Wenn Ethereum unter 2900 US-Dollar fällt, wird eine große Anzahl von Long-Positionen von der Plattform zwangsliquidiert. Was bedeutet das? Das bedeutet, dass sie ursprünglich auf einen Anstieg gesetzt haben, der Preis jedoch zu stark gefallen ist, sodass das System automatisch ihre Positionen verkauft und sie mit Verlust aussteigen. Durch diesen Verkauf wird das Verkaufsangebot auf dem Markt plötzlich steigen, und der Preis wird eher weiter fallen. Je mehr der Preis fällt, desto mehr Menschen geraten in Panik und verkaufen, was einen Schneeballeffekt des Rückgangs erzeugt. Hinzu kommt, dass das Liquidationsvolumen 5,27 Milliarden US-Dollar beträgt, was keine kleine Zahl ist und genug ist, um den gesamten Markt ins Wanken zu bringen.

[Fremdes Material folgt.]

use std::fmt;
use std::str::FromStr;

use alloy::primitives::{Address, Bytes, U256};
use serde::{Deserialize, Deserializer, Serialize, Serializer};
use serde_json::Value;

use crate::family::AssetFamily;

/// Identifier assigned by the content view. Unique only within one bridge session.
pub type RequestId = u64;

/// Numeric chain identifier. Serialized as a `0x`-prefixed hex string, so two
/// configurations that spell the same id differently (`0x19`, `0X19`, `25`) compare equal.
#[derive(Debug, Clone, Copy, PartialEq, Eq, Hash, PartialOrd, Ord)]
pub struct ChainId(pub u64);

impl ChainId {
    pub fn to_hex(self) -> String {
        format!("{:#x}", self.0)
    }
}

impl fmt::Display for ChainId {
    fn fmt(&self, f: &mut fmt::Formatter<'_>) -> fmt::Result {
        write!(f, "{:#x}", self.0)
    }
}

#[derive(Debug, Clone, PartialEq, Eq, thiserror::Error)]
#[error("invalid chain id '{0}'")]
pub struct InvalidChainId(pub String);

impl FromStr for ChainId {
    type Err = InvalidChainId;

    fn from_str(raw: &str) -> Result<Self, Self::Err> {
        let trimmed = raw.trim();
        let parsed = if let Some(hex) = trimmed
            .strip_prefix("0x")
            .or_else(|| trimmed.strip_prefix("0X"))
        {
            u64::from_str_radix(hex, 16)
        } else {
            trimmed.parse()
        };
        parsed.map(ChainId).map_err(|_| InvalidChainId(raw.to_owned()))
    }
}

impl Serialize for ChainId {
    fn serialize<S: Serializer>(&self, serializer: S) -> Result<S::Ok, S::Error> {
        serializer.serialize_str(&self.to_hex())
    }
}

impl<'de> Deserialize<'de> for ChainId {
    fn deserialize<D: Deserializer<'de>>(deserializer: D) -> Result<Self, D::Error> {
        match Value::deserialize(deserializer)? {
            Value::String(s) => s.parse().map_err(serde::de::Error::custom),
            Value::Number(n) => n
                .as_u64()
                .map(ChainId)
                .ok_or_else(|| serde::de::Error::custom("chain id must be a non-negative integer")),
            other => Err(serde::de::Error::custom(format!(
                "chain id must be string or number, got {other}"
            ))),
        }
    }
}

#[derive(Debug, Clone, PartialEq, Eq, Serialize, Deserialize)]
pub struct NativeCurrency {
    pub name: String,
    pub symbol: String,
    pub decimals: u8,
}

#[derive(Debug, Clone, PartialEq, Eq, Serialize, Deserialize)]
#[serde(rename_all = "camelCase")]
pub struct ChainConfig {
    pub chain_id: ChainId,
    pub rpc_urls: Vec<String>,
    pub chain_name: String,
    pub native_currency: NativeCurrency,
    #[serde(default)]
    pub block_explorer_urls: Vec<String>,
}

impl ChainConfig {
    pub fn primary_rpc_url(&self) -> Option<&str> {
        self.rpc_urls.first().map(String::as_str)
    }
}

/// The `object` of a `signTransaction` event as sent by the dapp.
#[derive(Debug, Clone, PartialEq, Eq, Serialize, Deserialize)]
#[serde(rename_all = "camelCase")]
pub struct TransactionRequest {
    pub from: Address,
    pub to: Address,
    #[serde(default)]
    pub data: Bytes,
    #[serde(default, deserialize_with = "quantity::deserialize_opt")]
    pub value: Option<U256>,
    #[serde(default, deserialize_with = "quantity::deserialize_opt")]
    pub gas: Option<U256>,
    #[serde(default, deserialize_with = "quantity::deserialize_opt")]
    pub gas_price: Option<U256>,
    #[serde(default, deserialize_with = "quantity::deserialize_opt")]
    pub max_fee_per_gas: Option<U256>,
    #[serde(default, deserialize_with = "quantity::deserialize_opt")]
    pub max_priority_fee_per_gas: Option<U256>,
    /// Accepted for wire compatibility only; never used for signing.
    #[serde(default, deserialize_with = "quantity::deserialize_opt")]
    pub nonce: Option<U256>,
}

#[derive(Debug, Clone, PartialEq, Eq, Serialize, Deserialize)]
pub struct MessagePayload {
    pub data: String,
}

#[derive(Debug, Clone, PartialEq, Eq, Serialize, Deserialize)]
pub struct TypedMessagePayload {
    pub raw: String,
}

#[derive(Debug, Clone, PartialEq, Eq, Serialize, Deserialize)]
pub struct EcRecoverPayload {
    pub message: String,
    pub signature: Bytes,
}

#[derive(Debug, Clone, PartialEq, Eq, Serialize, Deserialize)]
pub struct WatchAssetOptions {
    pub address: Address,
    pub symbol: String,
    pub decimals: u8,
    #[serde(default)]
    pub image: Option<String>,
}

#[derive(Debug, Clone, PartialEq, Eq, Serialize, Deserialize)]
pub struct WatchAssetPayload {
    #[serde(rename = "type")]
    pub asset_type: String,
    pub options: WatchAssetOptions,
}

#[derive(Debug, Clone, PartialEq, Eq, Serialize, Deserialize)]
#[serde(rename_all = "camelCase")]
pub struct SwitchChainPayload {
    pub chain_id: ChainId,
}

#[derive(Debug, Clone, PartialEq, Eq, Deserialize)]
#[serde(tag = "name", rename_all = "camelCase")]
pub enum BridgeEvent {
    RequestAccounts {
        id: RequestId,
        #[serde(default)]
        object: Value,
    },
    SignTransaction {
        id: RequestId,
        object: TransactionRequest,
    },
    SignMessage {
        id: RequestId,
        object: MessagePayload,
    },
    SignPersonalMessage {
        id: RequestId,
        object: MessagePayload,
    },
    SignTypedMessage {
        id: RequestId,
        object: TypedMessagePayload,
    },
    EcRecover {
        id: RequestId,
        object: EcRecoverPayload,
    },
    WatchAsset {
        id: RequestId,
        object: WatchAssetPayload,
    },
    AddEthereumChain {
        id: RequestId,
        object: ChainConfig,
    },
    SwitchEthereumChain {
        id: RequestId,
        object: SwitchChainPayload,
    },
}

#[derive(Debug, Clone, Copy, PartialEq, Eq, Hash)]
pub enum BridgeEventKind {
    RequestAccounts,
    SignTransaction,
    SignMessage,
    SignPersonalMessage,
    SignTypedMessage,
    EcRecover,
    WatchAsset,
    AddEthereumChain,
    SwitchEthereumChain,
}

impl BridgeEventKind {
    pub fn from_name(name: &str) -> Option<Self> {
        Some(match name {
            "requestAccounts" => Self::RequestAccounts,
            "signTransaction" => Self::SignTransaction,
            "signMessage" => Self::SignMessage,
            "signPersonalMessage" => Self::SignPersonalMessage,
            "signTypedMessage" => Self::SignTypedMessage,
            "ecRecover" => Self::EcRecover,
            "watchAsset" => Self::WatchAsset,
            "addEthereumChain" => Self::AddEthereumChain,
            "switchEthereumChain" => Self::SwitchEthereumChain,
            _ => return None,
        })
    }

    pub fn name(self) -> &'static str {
        match self {
            Self::RequestAccounts => "requestAccounts",
            Self::SignTransaction => "signTransaction",
            Self::SignMessage => "signMessage",
            Self::SignPersonalMessage => "signPersonalMessage",
            Self::SignTypedMessage => "signTypedMessage",
            Self::EcRecover => "ecRecover",
            Self::WatchAsset => "watchAsset",
            Self::AddEthereumChain => "addEthereumChain",
            Self::SwitchEthereumChain => "switchEthereumChain",
        }
    }

    pub fn authorization(self) -> AuthorizationKind {
        match self {
            Self::RequestAccounts => AuthorizationKind::AddressDisclosure,
            Self::SignTransaction
            | Self::SignMessage
            | Self::SignPersonalMessage
            | Self::SignTypedMessage => AuthorizationKind::TransactionApproval,
            Self::AddEthereumChain | Self::SwitchEthereumChain => {
                AuthorizationKind::ChainSwitchApproval
            }
            Self::WatchAsset => AuthorizationKind::AssetWatchApproval,
            Self::EcRecover => AuthorizationKind::None,
        }
    }
}

impl fmt::Display for BridgeEventKind {
    fn fmt(&self, f: &mut fmt::Formatter<'_>) -> fmt::Result {
        f.write_str(self.name())
    }
}

impl BridgeEvent {
    pub fn id(&self) -> RequestId {
        match self {
            Self::RequestAccounts { id, .. }
            | Self::SignTransaction { id, .. }
            | Self::SignMessage { id, .. }
            | Self::SignPersonalMessage { id, .. }
            | Self::SignTypedMessage { id, .. }
            | Self::EcRecover { id, .. }
            | Self::WatchAsset { id, .. }
            | Self::AddEthereumChain { id, .. }
            | Self::SwitchEthereumChain { id, .. } => *id,
        }
    }

    pub fn kind(&self) -> BridgeEventKind {
        match self {
            Self::RequestAccounts { .. } => BridgeEventKind::RequestAccounts,
            Self::SignTransaction { .. } => BridgeEventKind::SignTransaction,
            Self::SignMessage { .. } => BridgeEventKind::SignMessage,
            Self::SignPersonalMessage { .. } => BridgeEventKind::SignPersonalMessage,
            Self::SignTypedMessage { .. } => BridgeEventKind::SignTypedMessage,
            Self::EcRecover { .. } => BridgeEventKind::EcRecover,
            Self::WatchAsset { .. } => BridgeEventKind::WatchAsset,
            Self::AddEthereumChain { .. } => BridgeEventKind::AddEthereumChain,
            Self::SwitchEthereumChain { .. } => BridgeEventKind::SwitchEthereumChain,
        }
    }

    pub fn authorization_kind(&self) -> AuthorizationKind {
        self.kind().authorization()
    }
}

/// Human authorization an event needs before its privileged action runs.
#[derive(Debug, Clone, Copy, PartialEq, Eq)]
pub enum AuthorizationKind {
    None,
    AddressDisclosure,
    TransactionApproval,
    ChainSwitchApproval,
    AssetWatchApproval,
}

#[derive(Debug, Clone, PartialEq, Eq)]
pub enum ResponsePayload {
    Empty,
    Value(Value),
    Values(Vec<Value>),
}

impl ResponsePayload {
    pub fn text(value: impl Into<String>) -> Self {
        Self::Value(Value::String(value.into()))
    }
}

/// State pushed into the content view's provider object via `setConfig`.
#[derive(Debug, Clone, PartialEq, Eq, Serialize)]
#[serde(rename_all = "camelCase")]
pub struct ProviderConfig {
    pub address: Option<Address>,
    pub chain_id: ChainId,
    pub rpc_url: String,
    pub is_debug: bool,
}

#[derive(Debug, Clone, PartialEq, Eq, Serialize, Deserialize)]
#[serde(rename_all = "camelCase")]
pub struct UnsignedEvmTransaction {
    pub chain_id: ChainId,
    pub from: Address,
    pub to: Address,
    pub data: Bytes,
    pub value: Option<U256>,
    pub gas_limit: U256,
    pub gas_price: U256,
    pub max_fee_per_gas: Option<U256>,
    pub max_priority_fee_per_gas: Option<U256>,
    pub nonce: u64,
}

#[derive(Debug, Clone, PartialEq, Eq, Serialize)]
#[serde(rename_all = "camelCase")]
pub struct FeeQuery {
    pub from: Address,
    pub to: Address,
    pub data: Bytes,
    pub value: U256,
}

#[derive(Debug, Clone, PartialEq, Eq, Serialize, Deserialize)]
#[serde(rename_all = "camelCase")]
pub struct FeeEstimate {
    pub gas_price: U256,
    pub gas_limit: U256,
    pub max_fee_per_gas: Option<U256>,
    pub max_priority_fee_per_gas: Option<U256>,
}

#[derive(Debug, Clone, PartialEq, Eq, Serialize, Deserialize)]
pub struct TokenMetadata {
    pub symbol: String,
    pub decimals: u8,
}

#[derive(Debug, Clone, PartialEq, Eq, Serialize)]
#[serde(rename_all = "camelCase")]
pub struct TokenApproval {
    pub token: Address,
    pub spender: Address,
    pub amount: U256,
    pub metadata: Option<TokenMetadata>,
}

#[derive(Debug, Clone, PartialEq, Eq, Serialize)]
#[serde(tag = "kind", rename_all = "camelCase")]
pub enum TransactionKind {
    ContractCall,
    TokenApproval(TokenApproval),
}

#[derive(Debug, Clone, PartialEq, Eq, Serialize)]
pub struct NormalizedTransaction {
    pub transaction: UnsignedEvmTransaction,
    pub kind: TransactionKind,
}

/// Decryption passphrase supplied interactively for one signing operation.
#[derive(Clone, PartialEq, Eq)]
pub struct Secret(String);

impl Secret {
    pub fn new(value: impl Into<String>) -> Self {
        Self(value.into())
    }

    pub fn expose(&self) -> &str {
        &self.0
    }
}

impl fmt::Debug for Secret {
    fn fmt(&self, f: &mut fmt::Formatter<'_>) -> fmt::Result {
        f.write_str("Secret(<redacted>)")
    }
}

#[derive(Debug, Clone, PartialEq, Eq)]
pub enum SigningPrompt {
    SendTransaction {
        id: RequestId,
        chain: ChainConfig,
        transaction: UnsignedEvmTransaction,
    },
    EthSign {
        id: RequestId,
        account: Address,
        data: Bytes,
    },
    PersonalMessage {
        id: RequestId,
        account: Address,
        data: Bytes,
    },
    TypedMessage {
        id: RequestId,
        account: Address,
        raw: String,
    },
}

#[derive(Debug, Clone, PartialEq, Eq)]
pub struct TokenApprovalPrompt {
    pub id: RequestId,
    pub chain: ChainConfig,
    pub transaction: UnsignedEvmTransaction,
    pub approval: TokenApproval,
}

/// What the user granted on the token-approval prompt. `amount` may differ from the
/// dapp's requested allowance.
#[derive(Debug, Clone, PartialEq, Eq)]
pub struct ApprovalGrant {
    pub secret: Secret,
    pub amount: U256,
}

#[derive(Debug, Clone, PartialEq, Eq, Serialize, Deserialize)]
#[serde(tag = "kind", rename_all = "camelCase")]
pub enum WalletAsset {
    #[serde(rename_all = "camelCase")]
    Account {
        wallet_id: String,
        family: AssetFamily,
        address: String,
        derivation_path: String,
    },
    #[serde(rename_all = "camelCase")]
    WatchedToken {
        owner: Option<Address>,
        chain_id: ChainId,
        token: WatchAssetOptions,
    },
}

pub(crate) mod quantity {
    use alloy::primitives::U256;
    use serde::{Deserialize, Deserializer};
    use serde_json::Value;

    pub(crate) fn parse(raw: &str) -> Result<U256, String> {
        let trimmed = raw.trim();
        if let Some(hex) = trimmed
            .strip_prefix("0x")
            .or_else(|| trimmed.strip_prefix("0X"))
        {
            if hex.is_empty() {
                return Ok(U256::ZERO);
            }
            U256::from_str_radix(hex, 16).map_err(|e| format!("invalid hex quantity: {e}"))
        } else {
            U256::from_str_radix(trimmed, 10).map_err(|e| format!("invalid quantity: {e}"))
        }
    }

    pub(crate) fn deserialize_opt<'de, D: Deserializer<'de>>(
        deserializer: D,
    ) -> Result<Option<U256>, D::Error> {
        match Option::<Value>::deserialize(deserializer)? {
            None | Some(Value::Null) => Ok(None),
            Some(Value::String(s)) => parse(&s).map(Some).map_err(serde::de::Error::custom),
            Some(Value::Number(n)) => n
                .as_u64()
                .map(|v| Some(U256::from(v)))
                .ok_or_else(|| serde::de::Error::custom("quantity must be a non-negative integer")),
            Some(other) => Err(serde::de::Error::custom(format!(
                "quantity must be string or number, got {other}"
            ))),
        }
    }
}
pub mod chain_data;
pub mod config;
pub mod persistence;
pub mod prompt;
pub mod signer;
pub mod view;

pub use chain_data::JsonRpcChainDataAdapter;
pub use config::BridgeAdapterConfig;
pub use persistence::InMemoryPersistence;
pub use prompt::ScriptedPromptAdapter;
pub use signer::DeterministicSigner;
pub use view::{RecordingContentView, StdoutContentView};
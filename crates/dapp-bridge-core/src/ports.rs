use alloy::primitives::{Address, Bytes, B256};
use thiserror::Error;

use crate::domain::{
    ApprovalGrant, ChainConfig, FeeEstimate, FeeQuery, Secret, SigningPrompt, TokenApprovalPrompt,
    TokenMetadata, UnsignedEvmTransaction, WalletAsset, WatchAssetOptions,
};
use crate::family::DerivationStandard;

#[derive(Debug, Error)]
pub enum PortError {
    #[error("port not implemented: {0}")]
    NotImplemented(&'static str),
    #[error("transport error: {0}")]
    Transport(String),
    #[error("validation error: {0}")]
    Validation(String),
    #[error("not found: {0}")]
    NotFound(String),
    #[error("declined: {0}")]
    Declined(String),
    /// Raw failure text reported by a hardware device.
    #[error("{0}")]
    Device(String),
}

/// Produces addresses and signatures. Hardware-backed implementations expose one
/// asset-family app at a time and report failures as `PortError::Device`.
#[allow(async_fn_in_trait)]
pub trait SignerPort {
    fn is_hardware(&self) -> bool;

    async fn get_address(
        &self,
        index: u32,
        address_prefix: &str,
        standard: DerivationStandard,
        confirm_on_device: bool,
    ) -> Result<String, PortError>;

    async fn get_eth_address(
        &self,
        index: u32,
        standard: DerivationStandard,
        confirm_on_device: bool,
    ) -> Result<Address, PortError>;

    async fn get_address_list(
        &self,
        start: u32,
        count: u32,
        address_prefix: &str,
        standard: DerivationStandard,
    ) -> Result<Vec<String>, PortError>;

    async fn get_eth_address_list(
        &self,
        start: u32,
        count: u32,
        standard: DerivationStandard,
    ) -> Result<Vec<Address>, PortError>;

    async fn get_pub_key(
        &self,
        index: u32,
        standard: DerivationStandard,
        confirm_on_device: bool,
    ) -> Result<Bytes, PortError>;

    async fn sign_transaction(
        &self,
        chain: &ChainConfig,
        transaction: &UnsignedEvmTransaction,
        secret: &Secret,
    ) -> Result<Bytes, PortError>;

    async fn sign_message(
        &self,
        account: Address,
        data: &[u8],
        secret: &Secret,
    ) -> Result<Bytes, PortError>;

    async fn sign_personal_message(
        &self,
        account: Address,
        data: &[u8],
        secret: &Secret,
    ) -> Result<Bytes, PortError>;

    async fn sign_typed_data_v4(
        &self,
        account: Address,
        typed_data: &str,
        secret: &Secret,
    ) -> Result<Bytes, PortError>;

    async fn ec_recover(&self, message: &[u8], signature: &Bytes) -> Result<Address, PortError>;
}

#[allow(async_fn_in_trait)]
pub trait ChainDataPort {
    async fn estimate_fee(
        &self,
        chain: &ChainConfig,
        query: &FeeQuery,
    ) -> Result<FeeEstimate, PortError>;

    async fn next_nonce(&self, address: Address, chain: &ChainConfig) -> Result<u64, PortError>;

    async fn token_metadata(
        &self,
        chain: &ChainConfig,
        token: Address,
    ) -> Result<TokenMetadata, PortError>;

    async fn send_raw_transaction(
        &self,
        chain: &ChainConfig,
        raw: &Bytes,
    ) -> Result<B256, PortError>;
}

/// Interactive authorization. A user refusal is `PortError::Declined`.
#[allow(async_fn_in_trait)]
pub trait PromptPort {
    async fn authorize_address_disclosure(&self, account: Address) -> Result<(), PortError>;

    async fn authorize_signing(&self, prompt: &SigningPrompt) -> Result<Secret, PortError>;

    async fn authorize_token_approval(
        &self,
        prompt: &TokenApprovalPrompt,
    ) -> Result<ApprovalGrant, PortError>;

    async fn authorize_chain_add(&self, config: &ChainConfig) -> Result<(), PortError>;

    async fn authorize_chain_switch(
        &self,
        prev: &ChainConfig,
        next: &ChainConfig,
    ) -> Result<(), PortError>;

    async fn authorize_watch_asset(&self, asset: &WatchAssetOptions) -> Result<(), PortError>;

    async fn transaction_finished(&self, error: Option<&str>);
}

#[allow(async_fn_in_trait)]
pub trait PersistencePort {
    async fn save_assets(&self, assets: &[WalletAsset]) -> Result<(), PortError>;
}

/// Script-execution primitive of the embedded content view.
pub trait ContentViewPort {
    fn execute_script(&self, script: &str) -> Result<(), PortError>;
}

Umgekehrt, wenn Ethereum über 3100 US-Dollar steigt, ist das ein ganz anderes Bild. Die Spieler, die zuvor Short gegangen sind, werden gezwungen sein, schnell zurückzukaufen, um ihre Positionen zu schließen, was dem Markt einen Schub an Kaufaufträgen gibt. Je mehr Käufer es gibt, desto mehr wird der Preis nach oben gedrückt, und es sieht so aus, als ob die Bullen stark sind. Aber diese schnelle Aufwärtsbewegung zieht leicht kurzfristige Spekulanten an, um von einem Anstieg zu profitieren. Sobald sich die Marktstimmung ändert oder jemand beginnt, Gewinne mitzunehmen, könnte der Preis sofort wieder nach unten drehen, sogar schneller als zuvor.
Kurz gesagt, diese beiden Schlüsselpreise funktionieren wie Schalter: einer löst Verkaufsdruck aus, der andere Kaufdruck, aber unabhängig von der Situation kann dies zu starken Schwankungen führen. Daher sollten Freunde, die mit Futures handeln, nicht nur auf die Preisbewegungen achten, sondern auch auf die Geldflüsse und Liquidationsdaten, sonst ist es leicht, in eine Falle zu tappen.